//! Lifecycle of the push connection: connect, detect loss, reconnect with backoff.
//!
//! The manager runs one background task that only decodes frames and forwards
//! them; state changes are published on a `watch` channel so any number of
//! readers can observe connectivity without touching the task.
use std::sync::Arc;
use std::time::Duration;

use anyhow::{Context, Result, anyhow};
use async_trait::async_trait;
use futures_util::StreamExt;
use futures_util::stream::BoxStream;
use rand::Rng;
use tokio::sync::{mpsc, watch};
use tokio::task::JoinHandle;
use tokio_util::sync::CancellationToken;
use tracing::{debug, info, warn};

use crate::events::LiveEvent;
use crate::sse::{SseDecoder, SseFrame};

// ── State ─────────────────────────────────────────────────────────────────────

#[derive(Debug, Clone, Copy, PartialEq, Eq)]
pub enum ConnectionState {
    /// Never connected yet: the first attempt and its retries
    Connecting,
    Connected,
    /// Was connected at least once and lost the stream
    Reconnecting,
    /// Retry budget exhausted or shut down; needs `reconnect()`
    Disconnected,
}

// ── Backoff ───────────────────────────────────────────────────────────────────

#[derive(Debug, Clone, PartialEq)]
pub struct ReconnectPolicy {
    pub base_delay: Duration,
    pub max_delay: Duration,
    /// Consecutive failed retries tolerated before giving up
    pub max_retries: u32,
    /// Upward stretch factor in `[0, 1]`; 0 disables jitter
    pub jitter: f64,
}

impl Default for ReconnectPolicy {
    fn default() -> Self {
        Self {
            base_delay: Duration::from_secs(1),
            max_delay: Duration::from_secs(30),
            max_retries: 8,
            jitter: 0.2,
        }
    }
}

/// Exponential backoff: `base * 2^attempt`, capped at `max_delay`.
#[derive(Debug, Clone)]
pub struct Backoff {
    policy: ReconnectPolicy,
    attempt: u32,
}

impl Backoff {
    pub fn new(policy: ReconnectPolicy) -> Self {
        Self { policy, attempt: 0 }
    }

    /// Un-jittered delay for the given retry number.
    pub fn delay_for(&self, attempt: u32) -> Duration {
        let factor = 1u32.checked_shl(attempt).unwrap_or(u32::MAX);
        self.policy
            .base_delay
            .saturating_mul(factor)
            .min(self.policy.max_delay)
    }

    /// Next delay with `sample` in `[0, 1)` as the jitter draw. `None` once the
    /// retry budget is spent.
    pub fn next_delay_with(&mut self, sample: f64) -> Option<Duration> {
        if self.attempt >= self.policy.max_retries {
            return None;
        }
        let delay = self.delay_for(self.attempt);
        let stretch = 1.0 + unit_fraction(self.policy.jitter) * unit_fraction(sample);
        self.attempt += 1;
        Some(delay.mul_f64(stretch).min(self.policy.max_delay))
    }

    pub fn next_delay(&mut self) -> Option<Duration> {
        let sample = rand::rng().random::<f64>();
        self.next_delay_with(sample)
    }

    pub fn reset(&mut self) {
        self.attempt = 0;
    }

    pub fn attempts(&self) -> u32 {
        self.attempt
    }
}

/// Clamp into `[0, 1]`; NaN and infinities become 0.
pub(crate) fn unit_fraction(value: f64) -> f64 {
    if value.is_finite() {
        value.clamp(0.0, 1.0)
    } else {
        0.0
    }
}

// ── Event source ──────────────────────────────────────────────────────────────

pub type ByteStream = BoxStream<'static, Result<Vec<u8>>>;

/// Something that can open the raw push stream.
#[async_trait]
pub trait EventSource: Send + Sync {
    async fn open(&self) -> Result<ByteStream>;
}

/// `GET {endpoint}/api/events` as an SSE byte stream.
pub struct HttpEventSource {
    http: reqwest::Client,
    url: String,
    api_key: Option<String>,
}

impl HttpEventSource {
    pub fn new(endpoint: &str, api_key: Option<String>) -> Self {
        Self {
            http: reqwest::Client::new(),
            url: format!("{}/api/events", endpoint.trim_end_matches('/')),
            api_key,
        }
    }
}

#[async_trait]
impl EventSource for HttpEventSource {
    async fn open(&self) -> Result<ByteStream> {
        let mut req = self
            .http
            .get(&self.url)
            .header("Accept", "text/event-stream");
        if let Some(key) = &self.api_key {
            req = req.header("Authorization", format!("Bearer {key}"));
        }

        let resp = req
            .send()
            .await
            .with_context(|| format!("Failed to connect to {}", self.url))?;
        if !resp.status().is_success() {
            let status = resp.status();
            let text = resp.text().await.unwrap_or_default();
            return Err(anyhow!("event stream error {}: {}", status, text));
        }

        Ok(resp
            .bytes_stream()
            .map(|chunk| chunk.map(|bytes| bytes.to_vec()).map_err(anyhow::Error::from))
            .boxed())
    }
}

// ── Manager ───────────────────────────────────────────────────────────────────

#[derive(Debug)]
enum Control {
    Reconnect,
}

pub struct ConnectionManager {
    state: watch::Receiver<ConnectionState>,
    control: mpsc::UnboundedSender<Control>,
    cancel: CancellationToken,
    task: Option<JoinHandle<()>>,
}

impl ConnectionManager {
    /// Start connecting right away. Decoded events arrive on the returned receiver,
    /// which closes once the manager shuts down.
    pub fn connect(
        source: Arc<dyn EventSource>,
        policy: ReconnectPolicy,
    ) -> (Self, mpsc::UnboundedReceiver<LiveEvent>) {
        let (state_tx, state_rx) = watch::channel(ConnectionState::Connecting);
        let (control_tx, control_rx) = mpsc::unbounded_channel();
        let (events_tx, events_rx) = mpsc::unbounded_channel();
        let cancel = CancellationToken::new();

        let worker = Worker {
            source,
            backoff: Backoff::new(policy),
            state: state_tx,
            control: control_rx,
            events: events_tx,
            cancel: cancel.clone(),
            ever_connected: false,
        };
        let task = tokio::spawn(worker.run());

        (
            Self {
                state: state_rx,
                control: control_tx,
                cancel,
                task: Some(task),
            },
            events_rx,
        )
    }

    pub fn state(&self) -> ConnectionState {
        *self.state.borrow()
    }

    /// A receiver that observes every state transition.
    pub fn watch_state(&self) -> watch::Receiver<ConnectionState> {
        self.state.clone()
    }

    /// Retry now with a fresh budget. Cancels a pending retry wait and resumes
    /// after `Disconnected`; ignored while connected.
    pub fn reconnect(&self) {
        if self.control.send(Control::Reconnect).is_err() {
            debug!("reconnect requested after shutdown");
        }
    }

    /// Close the stream and cancel any pending retry. Safe to call more than once.
    pub async fn shutdown(&mut self) {
        self.cancel.cancel();
        if let Some(task) = self.task.take() {
            if let Err(e) = task.await {
                warn!(error = %e, "connection task ended abnormally");
            }
        }
    }
}

impl Drop for ConnectionManager {
    fn drop(&mut self) {
        self.cancel.cancel();
    }
}

// ── Background task ───────────────────────────────────────────────────────────

enum StreamEnd {
    Stopped,
    Lost(String),
}

struct Worker {
    source: Arc<dyn EventSource>,
    backoff: Backoff,
    state: watch::Sender<ConnectionState>,
    control: mpsc::UnboundedReceiver<Control>,
    events: mpsc::UnboundedSender<LiveEvent>,
    cancel: CancellationToken,
    ever_connected: bool,
}

impl Worker {
    async fn run(mut self) {
        loop {
            let opened = tokio::select! {
                _ = self.cancel.cancelled() => break,
                opened = self.source.open() => opened,
            };

            match opened {
                Ok(stream) => {
                    self.ever_connected = true;
                    self.backoff.reset();
                    self.set_state(ConnectionState::Connected);
                    match self.pump(stream).await {
                        StreamEnd::Stopped => break,
                        StreamEnd::Lost(reason) => warn!(%reason, "event stream lost"),
                    }
                }
                Err(e) => warn!(error = %e, "failed to open event stream"),
            }

            let retry_state = if self.ever_connected {
                ConnectionState::Reconnecting
            } else {
                ConnectionState::Connecting
            };

            let Some(delay) = self.backoff.next_delay() else {
                self.set_state(ConnectionState::Disconnected);
                if !self.wait_for_reconnect().await {
                    break;
                }
                self.backoff.reset();
                self.set_state(retry_state);
                continue;
            };

            self.set_state(retry_state);
            debug!(
                delay_ms = delay.as_millis() as u64,
                attempt = self.backoff.attempts(),
                "scheduling reconnect"
            );
            tokio::select! {
                _ = self.cancel.cancelled() => break,
                _ = tokio::time::sleep(delay) => {}
                cmd = self.control.recv() => match cmd {
                    Some(Control::Reconnect) => {
                        info!("reconnect requested, skipping backoff");
                        self.backoff.reset();
                    }
                    None => break,
                },
            }
        }
        self.set_state(ConnectionState::Disconnected);
    }

    /// Forward decoded frames until the stream ends or the manager stops.
    async fn pump(&mut self, mut stream: ByteStream) -> StreamEnd {
        let mut decoder = SseDecoder::new();
        loop {
            tokio::select! {
                _ = self.cancel.cancelled() => return StreamEnd::Stopped,
                cmd = self.control.recv() => match cmd {
                    Some(Control::Reconnect) => debug!("already connected, ignoring reconnect"),
                    None => return StreamEnd::Stopped,
                },
                chunk = stream.next() => match chunk {
                    Some(Ok(bytes)) => {
                        for frame in decoder.push(&bytes) {
                            if !self.deliver(&frame) {
                                return StreamEnd::Stopped;
                            }
                        }
                    }
                    Some(Err(e)) => return StreamEnd::Lost(e.to_string()),
                    None => {
                        if let Some(frame) = decoder.finish() {
                            if !self.deliver(&frame) {
                                return StreamEnd::Stopped;
                            }
                        }
                        return StreamEnd::Lost("server closed the stream".to_string());
                    }
                },
            }
        }
    }

    /// Returns false when nobody is listening anymore.
    fn deliver(&self, frame: &SseFrame) -> bool {
        match LiveEvent::decode(frame) {
            Ok(event) => {
                debug!(kind = event.kind_name(), channel = %event.channel_id, "event received");
                self.events.send(event).is_ok()
            }
            Err(e) => {
                warn!(error = %e, event = ?frame.event, "dropping malformed frame");
                true
            }
        }
    }

    /// Parked in `Disconnected`. Returns false if the manager went away instead.
    async fn wait_for_reconnect(&mut self) -> bool {
        tokio::select! {
            _ = self.cancel.cancelled() => false,
            cmd = self.control.recv() => matches!(cmd, Some(Control::Reconnect)),
        }
    }

    fn set_state(&self, next: ConnectionState) {
        let mut previous = next;
        let changed = self.state.send_if_modified(|current| {
            if *current == next {
                false
            } else {
                previous = std::mem::replace(current, next);
                true
            }
        });
        if changed {
            info!(from = ?previous, to = ?next, "connection state changed");
        }
    }
}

-*-

- [Prompt]
Report every line in the data above in which the word "bool" appears.

- [Completed task]
    ever_connected: bool,
    fn deliver(&self, frame: &SseFrame) -> bool {
    async fn wait_for_reconnect(&mut self) -> bool {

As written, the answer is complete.